# Garlic?



## Lilly Pad (Feb 6, 2008)

I have been giving my GSD garlic pills called Bug Off. The recommended dose is 4 pills per day but I am only giving 2. I hear conflicting opinions on whether garlic is safe for dogs, that there could be long term effects. Anyone had negative reactions to garlic with their dogs?


----------



## BowWowMeow (May 7, 2007)

I have been giving Bug Off Garlic for 5 years now and before that my dogs got crushed garlic cloves in their food. I do take one day off every week, as is recommended for all strong herbs. I give my dogs 4 tablets a day, as recommended. Chama is 13 and has been getting high doses of garlic for almost her entire life with no ill effects. 

The Springtime Inc. site (where the Bug Off Garlic is from) has some good articles on the safety of garlic in dogs.


----------



## RG518 (Sep 25, 2007)

Kodiak gets Springtime garlic, also. I know that you are not supposed to feed the garlic that you would buy in the spice isle at your grocery store only the stuff formulated for your dog. BowWowMeow is right..Springtime has a great write up about garlic.


----------



## BowWowMeow (May 7, 2007)

> Originally Posted By: RGJGKodiak gets Springtime garlic, also. I know that you are not supposed to feed the garlic that you would buy in the spice isle at your grocery store only the stuff formulated for your dog. BowWowMeow is right..Springtime has a great write up about garlic.


Bug Off Garlic is granulated garlic. It is not formulated for dogs but simply highly concentrated. I had no problems feeding fresh, raw garlic to my dogs either. 

And Bug Off does work to repel ticks! I've found one tick in 5 years and I used to find lots of ticks on them.


----------



## JanH (Jan 21, 2007)

Just curious as I've heard conflicting things too - why not the grocery store stuff? Or garlic processed at home? 

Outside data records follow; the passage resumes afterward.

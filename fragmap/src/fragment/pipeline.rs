//! Turns the lon/lat geometry of a fragment into a [`RenderableFragment`].
//!
//! The work is split into [micro tasks](crate::multitasking::MicroTask) which process one
//! point per step:
//!
//! 1. [`BorderFilterTask`] extracts the outline of the region from the polygon rings and drops
//!    the runs which lie on the edge of the clip rectangle.
//! 2. [`ResampleTask`] moves polygons, border and clip path into screen space.

use std::{mem, sync::Arc};

use geo::BoundingRect;
use geo_types::{Coord, LineString, MultiLineString, MultiPolygon, Polygon, Rect};

use crate::{
    coords::inflate,
    fragment::{FragmentKey, LayerId, RenderableFragment},
    multitasking::MicroTask,
    projection::MapProjection,
};

/// The server clips fragment geometry to the quad inflated by this fraction on each side.
pub const CLIP_INFLATION: f64 = 1.0 / 8.0;

/// Maps lon/lat into the screen space of one fragment.
#[derive(Clone)]
pub struct FragmentTransform {
    projection: Arc<dyn MapProjection>,
    origin: Coord<f64>,
    scale: f64,
}

impl FragmentTransform {
    pub fn new(projection: Arc<dyn MapProjection>, origin: Coord<f64>, scale: f64) -> Self {
        Self {
            projection,
            origin,
            scale,
        }
    }

    pub fn apply(&self, lon_lat: Coord<f64>) -> Coord<f64> {
        (self.projection.project(lon_lat) - self.origin) * self.scale
    }
}

/// Collects the parts of polygon rings which do not lie on the edge of `clip`.
pub struct BorderFilterTask {
    rings: Vec<LineString<f64>>,
    clip: Rect<f64>,
    epsilon: f64,
    ring: usize,
    point: usize,
    current: Vec<Coord<f64>>,
    border: Vec<LineString<f64>>,
    finished: Option<MultiLineString<f64>>,
}

impl BorderFilterTask {
    pub fn new(rings: Vec<LineString<f64>>, clip: Rect<f64>) -> Self {
        let epsilon = clip.width().max(clip.height()) * 1e-9;
        let mut task = Self {
            rings,
            clip,
            epsilon,
            ring: 0,
            point: 0,
            current: Vec::new(),
            border: Vec::new(),
            finished: None,
        };
        task.finish_if_exhausted();
        task
    }

    /// Returns the rings the task was created with.
    pub fn into_rings(self) -> Vec<LineString<f64>> {
        self.rings
    }

    fn on_clip_edge(&self, a: Coord<f64>, b: Coord<f64>) -> bool {
        let near = |value: f64, edge: f64| (value - edge).abs() <= self.epsilon;
        let (min, max) = (self.clip.min(), self.clip.max());

        (near(a.x, min.x) && near(b.x, min.x))
            || (near(a.x, max.x) && near(b.x, max.x))
            || (near(a.y, min.y) && near(b.y, min.y))
            || (near(a.y, max.y) && near(b.y, max.y))
    }

    fn flush(&mut self) {
        let run = mem::take(&mut self.current);
        if run.len() >= 2 {
            self.border.push(LineString::new(run));
        }
    }

    fn finish_if_exhausted(&mut self) {
        if self.ring >= self.rings.len() && self.finished.is_none() {
            self.finished = Some(MultiLineString::new(mem::take(&mut self.border)));
        }
    }
}

impl MicroTask for BorderFilterTask {
    type Output = MultiLineString<f64>;

    fn resume(&mut self) {
        if !self.alive() {
            return;
        }

        let points = &self.rings[self.ring].0;
        if self.point + 1 >= points.len() {
            self.flush();
            self.ring += 1;
            self.point = 0;
            self.finish_if_exhausted();
            return;
        }

        let (a, b) = (points[self.point], points[self.point + 1]);
        if self.on_clip_edge(a, b) {
            self.flush();
        } else {
            if self.current.is_empty() {
                self.current.push(a);
            }
            self.current.push(b);
        }
        self.point += 1;
    }

    fn alive(&self) -> bool {
        self.ring < self.rings.len()
    }

    fn take_result(&mut self) -> Option<Self::Output> {
        self.finished.take()
    }
}

/// Applies a [`FragmentTransform`] to a list of line strings, one point per step.
pub struct ResampleTask {
    transform: FragmentTransform,
    source: Vec<LineString<f64>>,
    line: usize,
    point: usize,
    current: Vec<Coord<f64>>,
    result: Vec<LineString<f64>>,
    taken: bool,
}

impl ResampleTask {
    pub fn new(source: Vec<LineString<f64>>, transform: FragmentTransform) -> Self {
        Self {
            transform,
            result: Vec::with_capacity(source.len()),
            source,
            line: 0,
            point: 0,
            current: Vec::new(),
            taken: false,
        }
    }
}

impl MicroTask for ResampleTask {
    type Output = Vec<LineString<f64>>;

    fn resume(&mut self) {
        if !self.alive() {
            return;
        }

        let points = &self.source[self.line].0;
        if let Some(point) = points.get(self.point) {
            let transformed = self.transform.apply(*point);
            self.current.push(transformed);
            self.point += 1;
        } else {
            self.result.push(LineString::new(mem::take(&mut self.current)));
            self.line += 1;
            self.point = 0;
        }
    }

    fn alive(&self) -> bool {
        self.line < self.source.len()
    }

    fn take_result(&mut self) -> Option<Self::Output> {
        if self.alive() || self.taken {
            return None;
        }
        self.taken = true;
        Some(mem::take(&mut self.result))
    }
}

enum ProjectionStage {
    FilterBorder(BorderFilterTask),
    Resample {
        task: ResampleTask,
        border_lines: usize,
    },
    Finished,
}

/// The whole processing of one fragment. Polygons keep their ring structure through the
/// pipeline; it is recorded in `ring_counts` while the rings travel as one flat list.
///
/// Screen coordinates are relative to the world bounding box of the geometry. The clip path is
/// the quad itself; the inflated clip rectangle only serves the border filter.
pub struct FragmentProjection {
    key: FragmentKey,
    layer_id: LayerId,
    transform: FragmentTransform,
    quad_rect: Rect<f64>,
    origin: Coord<f64>,
    dimension: Coord<f64>,
    scale: f64,
    ring_counts: Vec<usize>,
    stage: ProjectionStage,
    result: Option<RenderableFragment>,
}

impl FragmentProjection {
    pub fn new(
        key: FragmentKey,
        geometry: MultiPolygon<f64>,
        layer_id: LayerId,
        projection: Arc<dyn MapProjection>,
    ) -> Self {
        let quad_rect = key.quad.lon_lat_rect();
        let clip = inflate(&quad_rect, CLIP_INFLATION);
        // Both projections are monotonic on each axis, so the projected bounding box of the
        // geometry is the bounding box of the projected geometry.
        let bounds = geometry.bounding_rect().unwrap_or(quad_rect);
        let world = projection.project_rect(&bounds);
        let scale = key.zoom().scale();
        let origin = world.min();
        let dimension = Coord {
            x: world.width(),
            y: world.height(),
        };

        let mut ring_counts = Vec::with_capacity(geometry.0.len());
        let mut rings = Vec::new();
        for polygon in geometry {
            let (exterior, interiors) = polygon.into_inner();
            ring_counts.push(1 + interiors.len());
            rings.push(exterior);
            rings.extend(interiors);
        }

        Self {
            key,
            layer_id,
            transform: FragmentTransform::new(projection, origin, scale),
            quad_rect,
            origin,
            dimension,
            scale,
            ring_counts,
            stage: ProjectionStage::FilterBorder(BorderFilterTask::new(rings, clip)),
            result: None,
        }
    }

    pub fn key(&self) -> &FragmentKey {
        &self.key
    }

    fn start_resample(&mut self, filter: BorderFilterTask, border: MultiLineString<f64>) {
        let border_lines = border.0.len();
        let mut source = filter.into_rings();
        source.extend(border);
        source.push(self.quad_rect.to_polygon().exterior().clone());

        self.stage = ProjectionStage::Resample {
            task: ResampleTask::new(source, self.transform.clone()),
            border_lines,
        };
    }

    fn assemble(&mut self, mut lines: Vec<LineString<f64>>, border_lines: usize) {
        let clip_ring = lines.pop().unwrap_or_else(|| LineString::new(vec![]));
        let border = lines.split_off(lines.len() - border_lines);

        let mut rings = lines.into_iter();
        let polygons = self
            .ring_counts
            .iter()
            .filter_map(|count| {
                let exterior = rings.next()?;
                let interiors = rings.by_ref().take(count - 1).collect();
                Some(Polygon::new(exterior, interiors))
            })
            .collect();

        self.result = Some(RenderableFragment {
            key: self.key.clone(),
            geometry: MultiPolygon::new(polygons),
            border: MultiLineString::new(border),
            clip_path: Polygon::new(clip_ring, vec![]),
            origin: self.origin,
            dimension: self.dimension,
            scale: self.scale,
            layer_id: self.layer_id,
        });
        self.stage = ProjectionStage::Finished;
    }
}

impl MicroTask for FragmentProjection {
    type Output = RenderableFragment;

    fn resume(&mut self) {
        match &mut self.stage {
            ProjectionStage::FilterBorder(task) => {
                task.resume();
                if task.alive() {
                    return;
                }
                let border = task
                    .take_result()
                    .unwrap_or_else(|| MultiLineString::new(vec![]));
                let ProjectionStage::FilterBorder(task) =
                    mem::replace(&mut self.stage, ProjectionStage::Finished)
                else {
                    unreachable!()
                };
                self.start_resample(task, border);
            }
            ProjectionStage::Resample { task, border_lines } => {
                task.resume();
                if task.alive() {
                    return;
                }
                let border_lines = *border_lines;
                let lines = task.take_result().unwrap_or_default();
                self.assemble(lines, border_lines);
            }
            ProjectionStage::Finished => {}
        }
    }

    fn alive(&self) -> bool {
        !matches!(self.stage, ProjectionStage::Finished)
    }

    fn take_result(&mut self) -> Option<Self::Output> {
        self.result.take()
    }
}
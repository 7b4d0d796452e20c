use crate::io::{scheduler::Scheduler, source_client::GeometryClient};

/// Ties together the types which depend on the platform or on the host application.
pub trait Environment: 'static {
    type Scheduler: Scheduler;
    type GeometryClient: GeometryClient;
}
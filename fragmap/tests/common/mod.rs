#![allow(dead_code)]

use std::{
    cell::RefCell,
    collections::{BTreeSet, HashMap, HashSet},
    future::Future,
    io,
    pin::Pin,
    rc::Rc,
    sync::{Arc, Mutex},
};

use async_trait::async_trait;
use fragmap::{
    coords::{Quadkey, Zoom},
    engine::{FragmentEngine, FragmentEngineBuilder},
    environment::Environment,
    fragment::{emptiness::NeverEmpty, FragmentKey, RegionId},
    io::{
        scheduler::{ScheduleError, Scheduler},
        source_client::{GeometryClient, RegionGeometries, SourceFetchError},
    },
    projection::GeographicProjection,
    settings::FragmentSettings,
    world::World,
};
use geo_types::{coord, MultiPolygon, Rect};

type Task = Pin<Box<dyn Future<Output = ()> + Send>>;

/// Collects scheduled tasks until the test decides to run them.
#[derive(Clone, Default)]
pub struct ManualScheduler {
    tasks: Arc<Mutex<Vec<Task>>>,
}

impl ManualScheduler {
    /// Runs every task scheduled so far to completion. Returns how many ran.
    pub fn run_pending(&self) -> usize {
        let tasks = std::mem::take(&mut *self.tasks.lock().unwrap());
        let runtime = tokio::runtime::Builder::new_current_thread()
            .enable_time()
            .build()
            .unwrap();
        let count = tasks.len();
        for task in tasks {
            runtime.block_on(task);
        }
        count
    }

    pub fn pending(&self) -> usize {
        self.tasks.lock().unwrap().len()
    }
}

impl Scheduler for ManualScheduler {
    fn schedule<T>(
        &self,
        future_factory: impl FnOnce() -> T + Send + 'static,
    ) -> Result<(), ScheduleError>
    where
        T: Future<Output = ()> + Send + 'static,
    {
        self.tasks.lock().unwrap().push(Box::pin(future_factory()));
        Ok(())
    }
}

#[derive(Default)]
struct ServerState {
    geometries: HashMap<(RegionId, Quadkey), MultiPolygon<f64>>,
    failures: HashSet<Quadkey>,
    requests: Vec<(RegionId, BTreeSet<Quadkey>)>,
}

/// Serves geometry from memory. Quads without geometry are left out of responses.
#[derive(Clone, Default)]
pub struct InMemoryClient {
    state: Arc<Mutex<ServerState>>,
}

impl InMemoryClient {
    pub fn insert(&self, region: &str, quad: &str, geometry: MultiPolygon<f64>) {
        self.state
            .lock()
            .unwrap()
            .geometries
            .insert((region.into(), quad.parse().unwrap()), geometry);
    }

    /// Puts a square into each of the quads.
    pub fn insert_squares(&self, region: &str, quads: &[&str]) {
        for quad in quads {
            self.insert(region, quad, square_in(&quad.parse().unwrap()));
        }
    }

    /// The next request which contains `quad` fails.
    pub fn fail_once(&self, quad: &str) {
        self.state
            .lock()
            .unwrap()
            .failures
            .insert(quad.parse().unwrap());
    }

    pub fn requests(&self) -> Vec<(RegionId, BTreeSet<Quadkey>)> {
        self.state.lock().unwrap().requests.clone()
    }

    /// Number of requests which asked for `quad` of `region`.
    pub fn request_count(&self, region: &str, quad: &str) -> usize {
        let quad: Quadkey = quad.parse().unwrap();
        self.requests()
            .iter()
            .filter(|(id, quads)| id.as_str() == region && quads.contains(&quad))
            .count()
    }
}

#[async_trait]
impl GeometryClient for InMemoryClient {
    async fn fetch(
        &self,
        region_ids: &[RegionId],
        quads: &BTreeSet<Quadkey>,
    ) -> Result<RegionGeometries, SourceFetchError> {
        let mut state = self.state.lock().unwrap();
        for region_id in region_ids {
            state.requests.push((region_id.clone(), quads.clone()));
        }

        let failed = quads
            .iter()
            .filter(|quad| state.failures.remove(*quad))
            .count()
            > 0;
        if failed {
            return Err(SourceFetchError(Box::new(io::Error::new(
                io::ErrorKind::Other,
                "simulated failure",
            ))));
        }

        let mut response = RegionGeometries::new();
        for region_id in region_ids {
            for quad in quads {
                if let Some(geometry) = state.geometries.get(&(region_id.clone(), *quad)) {
                    response
                        .entry(region_id.clone())
                        .or_default()
                        .push((*quad, geometry.clone()));
                }
            }
        }
        Ok(response)
    }
}

pub struct TestEnvironment;

impl Environment for TestEnvironment {
    type Scheduler = ManualScheduler;
    type GeometryClient = InMemoryClient;
}

pub struct Harness {
    pub engine: FragmentEngine<TestEnvironment>,
    pub scheduler: ManualScheduler,
    pub client: InMemoryClient,
    /// Keys of every fragment the engine disposed.
    pub disposed: Rc<RefCell<Vec<FragmentKey>>>,
}

impl Harness {
    pub fn new(settings: FragmentSettings) -> Self {
        let _ = env_logger::builder().is_test(true).try_init();

        let scheduler = ManualScheduler::default();
        let client = InMemoryClient::default();
        let disposed = Rc::new(RefCell::new(Vec::new()));
        let sink = disposed.clone();
        let engine = FragmentEngineBuilder::<TestEnvironment>::new()
            .with_settings(FragmentSettings {
                projection_time_budget_ms: 10_000,
                ..settings
            })
            .with_scheduler(scheduler.clone())
            .with_geometry_client(client.clone())
            .with_projection(GeographicProjection)
            .with_emptiness_checker(NeverEmpty)
            .with_dispose_hook(move |fragment| sink.borrow_mut().push(fragment.key.clone()))
            .build()
            .unwrap();

        Self {
            engine,
            scheduler,
            client,
            disposed,
        }
    }

    pub fn show(&mut self, zoom: f64, quads: &[&str]) {
        let view_state = self.engine.view_state_mut();
        view_state.update_zoom(Zoom::new(zoom));
        view_state.set_visible_quads(quads.iter().map(|quad| quad.parse().unwrap()));
    }

    /// Ticks and then lets every scheduled request finish.
    pub fn step(&mut self) {
        self.engine.tick();
        assert_exclusive(self.engine.world());
        self.scheduler.run_pending();
    }

    /// Steps until nothing is queued or streaming anymore.
    pub fn settle(&mut self) {
        for _ in 0..50 {
            self.step();
            let world = self.engine.world();
            if world.queue.is_empty() && world.streaming.is_empty() {
                return;
            }
        }
        panic!("engine did not settle");
    }

    pub fn displayed(&self, region: &str) -> Vec<String> {
        self.engine
            .displayed_fragments(&region.into())
            .iter()
            .map(|fragment| fragment.key.quad.to_string())
            .collect()
    }
}

pub fn key(region: &str, quad: &str) -> FragmentKey {
    FragmentKey::parse(region, quad).unwrap()
}

pub fn square_in(quad: &Quadkey) -> MultiPolygon<f64> {
    let rect = quad.lon_lat_rect();
    let center = rect.center();
    let (dx, dy) = (rect.width() / 4.0, rect.height() / 4.0);
    MultiPolygon::new(vec![Rect::new(
        coord! { x: center.x - dx, y: center.y - dy },
        coord! { x: center.x + dx, y: center.y + dy },
    )
    .to_polygon()])
}

/// A key is in at most one of queue, in-flight set, cache and empty memo.
pub fn assert_exclusive(world: &World) {
    let mut keys: BTreeSet<FragmentKey> = world.streaming.keys().cloned().collect();
    keys.extend(world.cached.keys_by_age().cloned());

    for key in &keys {
        let places = [
            world.queue.contains(key),
            world.streaming.contains(key),
            world.cached.contains(key),
            world.empty.peek(key),
        ];
        let count = places.iter().filter(|place| **place).count();
        assert!(count <= 1, "{key} is tracked {count} times: {places:?}");
    }
}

Some years ago I had a border collie having a bad time with fleas - someone recommended garlic and I was feeding if I remember right a teaspoon five times per week. She lived to be just over 15 years old, was never sick until she just laid down, whimpered and was gone. Up until the end she'd jump up in the pickup although I'd started picking her up after she was 13 or so. But she was still very active and healthy until the end.


----------



## tibvixie101 (Nov 26, 2007)

Does it really work to help protect against fleas, or just ticks and mosquitos? and does it interfere if the dogs are on a flea/tick repellent such as frontline?


----------



## BowWowMeow (May 7, 2007)

One year that my dogs were on it they got fleas but I had a really bad infestation in my yard and Cleo brought them in the house (she doesn't get this stuff). Otherwise they've never gotten fleas even when other people's dogs have gotten fleas. 

As for Frontline, I don't know because I've never used it.


----------



## tibvixie101 (Nov 26, 2007)

thanks ruth! we have bad fleas here during in season months, so i'll try anything that may help!


----------



## 3K9Mom (Jun 12, 2006)

Too much garlic can give your dog anemia. The *maximum* dosage is one SMALL glove of garlic per 20 lbs of dog, per Whole Dog Journal. 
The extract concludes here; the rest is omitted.